-- Data shown --
╔══

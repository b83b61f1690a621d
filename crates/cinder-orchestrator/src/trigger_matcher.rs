// Pure selection of the jobs an event triggers.

use cinder_common::workflow::{Job, TriggerRule, WorkflowDefinition};
use cinder_common::Event;

pub struct TriggerMatcher;

impl TriggerMatcher {
    /// A rule matches when the kinds agree and the event branch (the pushed
    /// branch, or the PR target) satisfies one of its patterns. The PR
    /// source branch is never consulted.
    pub fn rule_matches(rule: &TriggerRule, event: &Event) -> bool {
        rule.kind == event.kind && rule.branches.iter().any(|p| p.matches(&event.branch))
    }

    pub fn job_matches(job: &Job, event: &Event) -> bool {
        job.triggers.iter().any(|rule| Self::rule_matches(rule, event))
    }

    /// Jobs triggered by `event`, in declaration order. Empty means no-op.
    pub fn select<'a>(event: &Event, workflow: &'a WorkflowDefinition) -> Vec<&'a Job> {
        workflow
            .jobs
            .iter()
            .filter(|job| Self::job_matches(job, event))
            .collect()
    }
}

╚══

-- Task details --
Take every line from the data that contains the word "branch".

-- Task answer --
    /// A rule matches when the kinds agree and the event branch (the pushed
    /// branch, or the PR target) satisfies one of its patterns. The PR
    /// source branch is never consulted.
        rule.kind == event.kind && rule.branches.iter().any(|p| p.matches(&event.branch))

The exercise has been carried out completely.